//! Resolved-model reconciliation: pair a declared model with live state and
//! resolve every attribute through schema-driven resolvers.

mod builder;
mod participant;
mod resolved;
mod resolver;
mod schema;

pub use builder::{build_resolved_model, is_fully_resolved};
pub use participant::{
    single_line, AttributeKind, ResolvedParticipant, TypeDescriptor, ValueState,
};
pub use resolved::{NodeId, ResolvedKind, ResolvedModel, ResolvedNode};
pub use resolver::{create_resolved_type, ModelResolver};
pub use schema::{AttributeSchema, SchemaResolver};
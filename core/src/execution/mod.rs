mod result;

pub use result::{
    render_cause_chain, ExecutionResult, ExecutionState, MSG_CAUSE, MSG_COMPOSITE,
    MSG_ERROR_MESSAGE, MSG_MESSAGE, MSG_SESSION,
};
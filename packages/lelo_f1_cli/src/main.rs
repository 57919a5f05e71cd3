//! lelo-f1 - command line front-end for the F1s client
//!
//! Commands:
//! - scan: list nearby F1s devices
//! - info: print identity, battery and sensor readings
//! - read: read one feature by name
//! - motor: set both motor speeds (waits for the central button)
//! - stop: stop both motors
//! - shutdown: power the device off
//! - watch: stream notifications as JSON lines until Ctrl-C
//!
//! The address comes from `--address`, then the saved profile, then a scan.

use std::path::PathBuf;
use std::sync::Arc;
use std::time::Duration;

use clap::{Parser, Subcommand, ValueEnum};
use lelo_f1::ble::simulated::{SimCentral, SimulatedF1};
use lelo_f1::ble::transport::GattCentral;
use lelo_f1::{ClientConfig, F1Client, ProfileStore, Subscription};
use log::{info, warn};
use serde::Serialize;

type CliResult<T> = Result<T, Box<dyn std::error::Error>>;

const SIMULATED_ADDRESS: &str = "C4:64:E3:00:45:5B";

#[derive(Parser)]
#[command(name = "lelo-f1")]
#[command(about = "Inspect and drive a LELO F1s over BLE", long_about = None)]
struct Cli {
    #[command(subcommand)]
    command: Commands,

    /// Device address; defaults to the saved profile, then a scan
    #[arg(short, long, global = true)]
    address: Option<String>,

    /// JSON client configuration
    #[arg(long, global = true)]
    config: Option<PathBuf>,

    /// Where the last connection profile is kept
    #[arg(long, global = true, default_value = ".")]
    profile_dir: PathBuf,

    /// Talk to an in-process simulated device instead of the radio
    #[arg(long, global = true)]
    simulate: bool,

    /// More logging (-v debug, -vv trace)
    #[arg(short, long, global = true, action = clap::ArgAction::Count)]
    verbose: u8,
}

#[derive(Subcommand)]
enum Commands {
    /// List nearby F1s devices
    Scan {
        /// Scan duration in seconds
        #[arg(short, long, default_value_t = 5)]
        duration: u64,
    },
    /// Print identity, battery and sensor readings
    Info,
    /// Read one feature by name (e.g. battery_level, motor_speed)
    Read { feature: String },
    /// Set main and vibration motor speeds, 0-100
    Motor {
        main: u8,
        vibration: u8,
        /// Seconds to wait for the central button press
        #[arg(long, default_value_t = 30)]
        wait: u64,
    },
    /// Stop both motors
    Stop,
    /// Power the device off
    Shutdown,
    /// Stream notifications until Ctrl-C
    Watch {
        #[arg(value_enum)]
        stream: Stream,
        /// Only print values that changed
        #[arg(long)]
        distinct: bool,
    },
}

#[derive(Debug, Clone, Copy, ValueEnum)]
enum Stream {
    KeyState,
    Buttons,
    Depth,
    Rotation,
    Accelerometer,
    Temperature,
}

#[tokio::main]
async fn main() -> CliResult<()> {
    let cli = Cli::parse();
    let level = match cli.verbose {
        0 => log::LevelFilter::Info,
        1 => log::LevelFilter::Debug,
        _ => log::LevelFilter::Trace,
    };
    env_logger::Builder::new()
        .filter_level(level)
        .parse_default_env()
        .init();

    let config = match &cli.config {
        Some(path) => ClientConfig::from_json_file(path)?,
        None => ClientConfig::default(),
    };
    let (central, simulated) = open_central(cli.simulate).await?;
    let client = Arc::new(F1Client::new(central, config));

    match cli.command {
        Commands::Scan { duration } => scan(&client, Duration::from_secs(duration)).await,
        ref command => {
            connect(&cli, &client, simulated.as_ref()).await?;
            let outcome = run(command, &client).await;
            if client.is_connected() {
                if let Err(e) = client.disconnect().await {
                    warn!("disconnect failed: {}", e);
                }
            }
            outcome
        }
    }
}

async fn open_central(
    simulate: bool,
) -> CliResult<(Arc<dyn GattCentral>, Option<SimulatedF1>)> {
    if simulate {
        let device = SimulatedF1::new(SIMULATED_ADDRESS);
        let central: Arc<dyn GattCentral> =
            Arc::new(SimCentral::with_devices(vec![device.clone()]));
        return Ok((central, Some(device)));
    }
    hardware_central().await.map(|central| (central, None))
}

#[cfg(feature = "ble-central")]
async fn hardware_central() -> CliResult<Arc<dyn GattCentral>> {
    let central = lelo_f1::ble::btleplug::BtleplugCentral::new().await?;
    Ok(Arc::new(central))
}

#[cfg(not(feature = "ble-central"))]
async fn hardware_central() -> CliResult<Arc<dyn GattCentral>> {
    Err("built without the ble-central feature; use --simulate or rebuild with --features ble-central".into())
}

async fn scan(client: &F1Client, duration: Duration) -> CliResult<()> {
    let found = client.discover(duration, None).await?;
    if found.is_empty() {
        println!("No F1s devices found");
    }
    for peripheral in found {
        println!(
            "{}  {}  rssi {}",
            peripheral.address,
            peripheral.name.as_deref().unwrap_or("?"),
            peripheral
                .rssi
                .map(|r| r.to_string())
                .unwrap_or_else(|| "?".into())
        );
    }
    Ok(())
}

async fn connect(cli: &Cli, client: &F1Client, simulated: Option<&SimulatedF1>) -> CliResult<()> {
    let store = ProfileStore::new(&cli.profile_dir);
    let config = client.config().clone();

    let profile = if let Some(address) = &cli.address {
        client.connect(address, config.connect_timeout).await?
    } else if let Some(saved) = store.load()?.filter(|_| simulated.is_none()) {
        info!("reconnecting to saved device {}", saved.address);
        client.connect_profile(&saved).await?
    } else {
        let found = client.discover(config.discover_timeout, None).await?;
        let Some(first) = found.first() else {
            return Err("no F1s devices found".into());
        };
        client.connect(&first.address, config.connect_timeout).await?
    };
    store.save(&profile)?;

    if let Some(device) = simulated {
        // Nobody is holding the simulated device; press the button for them.
        device.press_central_button();
    }
    Ok(())
}

async fn run(command: &Commands, client: &Arc<F1Client>) -> CliResult<()> {
    match command {
        Commands::Scan { .. } => Ok(()),
        Commands::Info => info_report(client).await,
        Commands::Read { feature } => {
            let value = client.read_by_name(feature).await?;
            println!("{}: {}", feature, value);
            Ok(())
        }
        Commands::Motor {
            main,
            vibration,
            wait,
        } => {
            wait_for_button(client, Duration::from_secs(*wait)).await?;
            client.set_motors_speed(*main, *vibration).await?;
            println!("Motors set to {} / {}", main, vibration);
            Ok(())
        }
        Commands::Stop => {
            client.stop_motors().await?;
            println!("Motors stopped");
            Ok(())
        }
        Commands::Shutdown => {
            wait_for_button(client, Duration::from_secs(30)).await?;
            client.shutdown().await?;
            println!("Device powered off");
            Ok(())
        }
        Commands::Watch { stream, distinct } => watch(client, *stream, *distinct).await,
    }
}

async fn info_report(client: &F1Client) -> CliResult<()> {
    println!("Manufacturer: {}", client.get_manufacturer_name().await?);
    println!("Model:        {}", client.get_model_number().await?);
    println!("Firmware:     {}", client.get_firmware_revision().await?);
    println!("Hardware:     {}", client.get_hardware_revision().await?);
    println!("MAC:          {}", client.get_mac_address().await?);
    println!("Battery:      {}%", client.get_battery_level().await?);

    if !client.get_key_state(false).await? {
        println!("Press the central button to read sensors");
        return Ok(());
    }
    let tp = client.get_temperature_and_pressure().await?;
    println!("Temperature:  {:.2} °C", tp.temperature);
    println!("Pressure:     {:.2} mbar", tp.pressure);
    let motors = client.get_motors_speed().await?;
    println!("Motors:       {} / {}", motors.main, motors.vibration);
    println!("Use count:    {}", client.get_use_count().await?);
    Ok(())
}

/// Poll the key state until the user presses the central button.
async fn wait_for_button(client: &F1Client, wait: Duration) -> CliResult<()> {
    let poll = async {
        loop {
            if client.get_key_state(false).await? {
                return Ok::<(), lelo_f1::F1Error>(());
            }
            tokio::time::sleep(Duration::from_millis(500)).await;
        }
    };
    if !client.get_key_state(false).await? {
        println!("Press the central button on the device...");
    }
    match tokio::time::timeout(wait, poll).await {
        Ok(result) => Ok(result?),
        Err(_) => Err("central button was not pressed in time".into()),
    }
}

fn print_json<T: Serialize>(value: T) {
    match serde_json::to_string(&value) {
        Ok(line) => println!("{}", line),
        Err(e) => warn!("could not encode notification: {}", e),
    }
}

async fn watch(client: &F1Client, stream: Stream, distinct: bool) -> CliResult<()> {
    let subscription: Subscription = match stream {
        Stream::KeyState => client.notify_key_state(distinct, print_json).await?,
        Stream::Buttons => client.notify_buttons(distinct, print_json).await?,
        Stream::Depth => client.notify_depth(distinct, print_json).await?,
        Stream::Rotation => client.notify_rotation_speed(distinct, print_json).await?,
        Stream::Accelerometer => client.notify_accelerometer(distinct, print_json).await?,
        Stream::Temperature => {
            client
                .notify_temperature_and_pressure(distinct, print_json)
                .await?
        }
    };
    info!("watching {:?}; Ctrl-C to stop", stream);

    tokio::signal::ctrl_c().await?;
    client.unregister(&subscription).await?;
    Ok(())
}
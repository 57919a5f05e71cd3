//! Client configuration
//!
//! Every field has a default, so a config file only needs the values it
//! changes. Durations are written as whole milliseconds.

use std::path::Path;
use std::time::Duration;

use serde::{Deserialize, Serialize};

use crate::error::F1Error;

/// Names the F1s firmware revisions advertise.
pub const DEFAULT_ADVERTISED_NAMES: [&str; 3] = ["F1s", "F1SV2A", "F1SV2X"];

#[derive(Debug, Clone, PartialEq, Eq, Serialize, Deserialize)]
#[serde(default)]
pub struct ClientConfig {
    /// Deadline for each read, write or notify registration.
    #[serde(with = "duration_ms")]
    pub command_timeout: Duration,
    #[serde(with = "duration_ms")]
    pub connect_timeout: Duration,
    /// Pause between failed connection attempts.
    #[serde(with = "duration_ms")]
    pub connect_retry_interval: Duration,
    #[serde(with = "duration_ms")]
    pub discover_timeout: Duration,
    /// Length of one scan pass during discovery.
    #[serde(with = "duration_ms")]
    pub scan_window: Duration,
    /// Device names accepted by discovery when no address is given.
    pub advertised_names: Vec<String>,
    /// Gate privileged features on the key state.
    pub key_state_check: bool,
    pub write_with_response: bool,
    /// Read the model number right after connecting.
    pub ping_on_connect: bool,
    /// Commands allowed to queue on a link before new ones fail `Busy`.
    pub max_pending_commands: usize,
}

impl Default for ClientConfig {
    fn default() -> Self {
        Self {
            command_timeout: Duration::from_secs(5),
            connect_timeout: Duration::from_secs(30),
            connect_retry_interval: Duration::from_millis(250),
            discover_timeout: Duration::from_secs(10),
            scan_window: Duration::from_secs(5),
            advertised_names: DEFAULT_ADVERTISED_NAMES.iter().map(|n| n.to_string()).collect(),
            key_state_check: true,
            write_with_response: true,
            ping_on_connect: true,
            max_pending_commands: 32,
        }
    }
}

impl ClientConfig {
    pub fn from_json_str(json: &str) -> Result<Self, F1Error> {
        let config: Self =
            serde_json::from_str(json).map_err(|e| F1Error::Config(e.to_string()))?;
        config.validate()?;
        Ok(config)
    }

    pub fn from_json_file(path: &Path) -> Result<Self, F1Error> {
        let json = std::fs::read_to_string(path)
            .map_err(|e| F1Error::Io(format!("{}: {}", path.display(), e)))?;
        Self::from_json_str(&json)
    }

    pub fn to_json_pretty(&self) -> Result<String, F1Error> {
        serde_json::to_string_pretty(self).map_err(|e| F1Error::Config(e.to_string()))
    }

    fn validate(&self) -> Result<(), F1Error> {
        if self.command_timeout.is_zero() {
            return Err(F1Error::Config("command_timeout must be positive".into()));
        }
        if self.max_pending_commands == 0 {
            return Err(F1Error::Config("max_pending_commands must be at least 1".into()));
        }
        Ok(())
    }
}

mod duration_ms {
    use std::time::Duration;

    use serde::{Deserialize, Deserializer, Serializer};

    pub fn serialize<S: Serializer>(duration: &Duration, serializer: S) -> Result<S::Ok, S::Error> {
        serializer.serialize_u64(duration.as_millis() as u64)
    }

    pub fn deserialize<'de, D: Deserializer<'de>>(deserializer: D) -> Result<Duration, D::Error> {
        u64::deserialize(deserializer).map(Duration::from_millis)
    }
}

#[cfg(test)]
mod tests {
    use super::*;
    use std::io::Write;

    #[test]
    fn test_defaults() {
        let config = ClientConfig::default();
        assert_eq!(config.command_timeout, Duration::from_secs(5));
        assert_eq!(config.connect_retry_interval, Duration::from_millis(250));
        assert_eq!(config.advertised_names, vec!["F1s", "F1SV2A", "F1SV2X"]);
        assert!(config.key_state_check);
    }

    #[test]
    fn test_partial_json_keeps_defaults() {
        let config =
            ClientConfig::from_json_str(r#"{"command_timeout": 1500, "key_state_check": false}"#)
                .unwrap();
        assert_eq!(config.command_timeout, Duration::from_millis(1500));
        assert!(!config.key_state_check);
        assert_eq!(config.connect_timeout, Duration::from_secs(30));
    }

    #[test]
    fn test_round_trip_through_json() {
        let mut config = ClientConfig::default();
        config.advertised_names = vec!["F1s".into()];
        config.scan_window = Duration::from_millis(750);
        let json = config.to_json_pretty().unwrap();
        assert!(json.contains("\"scan_window\": 750"));
        assert_eq!(ClientConfig::from_json_str(&json).unwrap(), config);
    }

    #[test]
    fn test_invalid_config_is_rejected() {
        assert!(matches!(
            ClientConfig::from_json_str(r#"{"max_pending_commands": 0}"#),
            Err(F1Error::Config(_))
        ));
        assert!(matches!(
            ClientConfig::from_json_str("not json"),
            Err(F1Error::Config(_))
        ));
    }

    #[test]
    fn test_from_file() {
        let mut file = tempfile::NamedTempFile::new().unwrap();
        write!(file, r#"{{"ping_on_connect": false}}"#).unwrap();
        let config = ClientConfig::from_json_file(file.path()).unwrap();
        assert!(!config.ping_on_connect);

        let missing = ClientConfig::from_json_file(Path::new("/nonexistent/lelo.json"));
        assert!(matches!(missing, Err(F1Error::Io(_))));
    }
}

___

• _Work instructions_:
Among the lines of the listing above, count those that include the string "global" and give that total alone.

• _Task answer_:
5